All suggesting empathic brain responses are prone to modulation
CONTEXTUAL APPROACH
Authors “…propose a contextual approach to empathy….that;
(i) empathy is modulated by appraisal processes and
(ii) this modulation is present even at the subpersonal [?] level of a neural empathic response, and can be fast, and implicit.” de Vigenmont & Singer, 2006, 437
leaves lots of room with those who have distorted cognitions – like my theory of the childhood broken-rule people
authors distinguish between two types of modulation of empathy
…”..one can modulate one’s empathy voluntarily, using the control one has over one’s emotional responses..” de Vigenmont & Singer, 2006, 437
which those of us with inadequate infant brain development cannot easily do (regulate emotions)
…mentions Buddhist monk, I would say also like chemo doctors’ “functional empathy”, like professionals – journalists EMT, cops, etc
……also, earned secure attachment would fit here – we changed the way we experience empathy from the way we were treated ourselves
…:empathy can be modulated by implicit appraisal processes, which might strongly influence the magnitude of empathic responses.” de Vigenmont & Singer, 2006, 437
these would be the unconscious ones
four main categories of modulatory factors:
…intrinsic features of the shared emotions: intensity, saliency [striking point or feature] and valence (positive versus negative) of the emotion might have great influence on empathy of the perceiver of another’s emotions
…………….it might be easier to empathize with primary emotions such as fear, happiness or sadness rather than with secondary emotions such as jealousy
….relationship between characteristics of people involved
……..gender, personality, age, past experiences of empathizer
……..if empathizer does not have the specific experiences of the other, can use cognitive perspective taking, but cannot empathize
……..this is especially relevant, to me, in regard to traumas, authors use example of vertigo
..context of situation
………judgment as to if the other’s emotion is justified in situation
………..does other’s reaction make sense to us in the situation
………..empathy difficult if there is more than one person present each expressing different emotions
Past history of trauma is a major factor in empathy modulation.

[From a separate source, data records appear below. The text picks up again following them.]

// Copyright Kamu Data, Inc. and contributors. All rights reserved.
//
// Use of this software is governed by the Business Source License
// included in the LICENSE file.
//
// As of the Change Date specified in that file, in accordance with
// the Business Source License, use of this software will be governed
// by the Apache License, Version 2.0.

use internal_error::{ErrorIntoInternal, InternalError};
use thiserror::Error;

use crate::{EnqueuedTask, ResourceKey, ResourceVersionRecord, TaskInfo, TaskUid, WritePrecondition};

////////////////////////////////////////////////////////////////////////////////////////////////////////////////////////

/// Narrow view of a document database that completes mutations
/// asynchronously.
///
/// Every mutation returns an [`EnqueuedTask`] which is not guaranteed to be
/// applied until [`VersionDocumentStore::get_task`] reports a terminal status
/// for it. Implementations must apply tasks touching the same document in the
/// order they were accepted.
#[cfg_attr(feature = "testing", mockall::automock)]
#[async_trait::async_trait]
pub trait VersionDocumentStore: Send + Sync {
    async fn get_document(
        &self,
        index: &str,
        key: &ResourceKey,
    ) -> Result<ResourceVersionRecord, DocumentStoreError>;

    /// Inserts the document or replaces it entirely
    async fn add_document(
        &self,
        index: &str,
        record: ResourceVersionRecord,
        precondition: WritePrecondition,
    ) -> Result<EnqueuedTask, DocumentStoreError>;

    /// Overwrites fields of an existing document
    async fn update_document(
        &self,
        index: &str,
        record: ResourceVersionRecord,
        precondition: WritePrecondition,
    ) -> Result<EnqueuedTask, DocumentStoreError>;

    /// Removes the document; removing a missing document succeeds
    async fn delete_document(
        &self,
        index: &str,
        key: &ResourceKey,
    ) -> Result<EnqueuedTask, DocumentStoreError>;

    async fn get_task(&self, task_uid: TaskUid) -> Result<TaskInfo, DocumentStoreError>;
}

////////////////////////////////////////////////////////////////////////////////////////////////////////////////////////
// Errors
////////////////////////////////////////////////////////////////////////////////////////////////////////////////////////

/// Backend failures, classified by the backend itself so callers never have
/// to inspect backend-specific error types or status codes
#[derive(Error, Debug)]
pub enum DocumentStoreError {
    #[error(transparent)]
    NotFound(#[from] DocumentNotFoundError),

    #[error(transparent)]
    Transport(#[from] InternalError),
}

impl DocumentStoreError {
    pub fn is_not_found(&self) -> bool {
        matches!(self, Self::NotFound(_))
    }

    /// Transport errors are returned as they are, without another wrapping
    pub fn into_internal(self) -> InternalError {
        match self {
            Self::Transport(e) => e,
            e @ Self::NotFound(_) => e.int_err(),
        }
    }
}

#[derive(Error, Debug)]
#[error("Document '{key}' not found in index '{index}'")]
pub struct DocumentNotFoundError {
    pub index: String,
    pub key: ResourceKey,
}

////////////////////////////////////////////////////////////////////////////////////////////////////////////////////////
// Copyright Kamu Data, Inc. and contributors. All rights reserved.
//
// Use of this software is governed by the Business Source License
// included in the LICENSE file.
//
// As of the Change Date specified in that file, in accordance with
// the Business Source License, use of this software will be governed
// by the Apache License, Version 2.0.

use dill::CatalogBuilder;

use crate::*;

////////////////////////////////////////////////////////////////////////////////////////////////////////////////////////

pub fn register_dependencies(catalog_builder: &mut CatalogBuilder) {
    catalog_builder.add::<TaskCompletionWaiterImpl>();
    catalog_builder.add::<ResourceVersionRecordStore>();
    catalog_builder.add::<DocumentStoreResourceRepository>();
}

////////////////////////////////////////////////////////////////////////////////////////////////////////////////////////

The first place to look for its effects are in the roles we are triggered to take in relation to the emotional world of human interactions we participate in. The role of perpetrator, victim or rescuer will manifest in all emotional reactions because emotion is intimately tied to the human aspect of drama that operates in our interactions with each other.
If there is emotional drama, we need to carefully be aware (beware) of which role we are in at the time we are perceiving another’s emotional state because our role will influence our reactions.
Without the interacting force of past trauma infiltrating our current emotional state, equality and facts will dominate. The facts of a situation can only be assessed through objectivity. This is difficult because of the subjective nature of the emotional realities we live in. How can we be objective about emotions when the very existence of emotions entails a subjective perspective?
We are not machines. Yet we are also not educated and do not usually have factual knowledge about our emotions. What causes them and what purpose do they have in our lives? Do they exist only because of drama, or can we have emotional reactions – including empathetic reactions – that are not tied deeply into drama?
If the basis in our bodies of emotions is tied to our inner point of homeostatic equilibrium, and if that set point was formed in traumatic interactions with a malevolent caregiver situation, we have to understand that our point of “being equal,” our point of non-traumatic dramatic interaction will mislead us. Not only is this “resting place” of centered balance without emotion not set right in the first place for us, but the switch that goes off to alert us of an emotional complication that we need to react to, is not set at a “secure base” place, either.
We grow up doing the best we can to stand on our own two feet, not being told that the boat we are standing in is not safe in the first place, and that we are in an inadequate boat that is itself in extremely dangerous turbulent waters. How are we to keep our balance, or even to experience that center point of balanced calmness if we have never had it in the first place?
People who were raised from infancy in a secure environment have a center point of balanced equilibrium – and that point is calmness. That is the point from which the degree of drama can be measured. That is the point that the cortex can come from so that it can realistically (!) assess the degree of drama in a situation or interaction so that the maximum “degrees of freedom” are possible in order than health-promoting, wellness of being choices and decisions can be made.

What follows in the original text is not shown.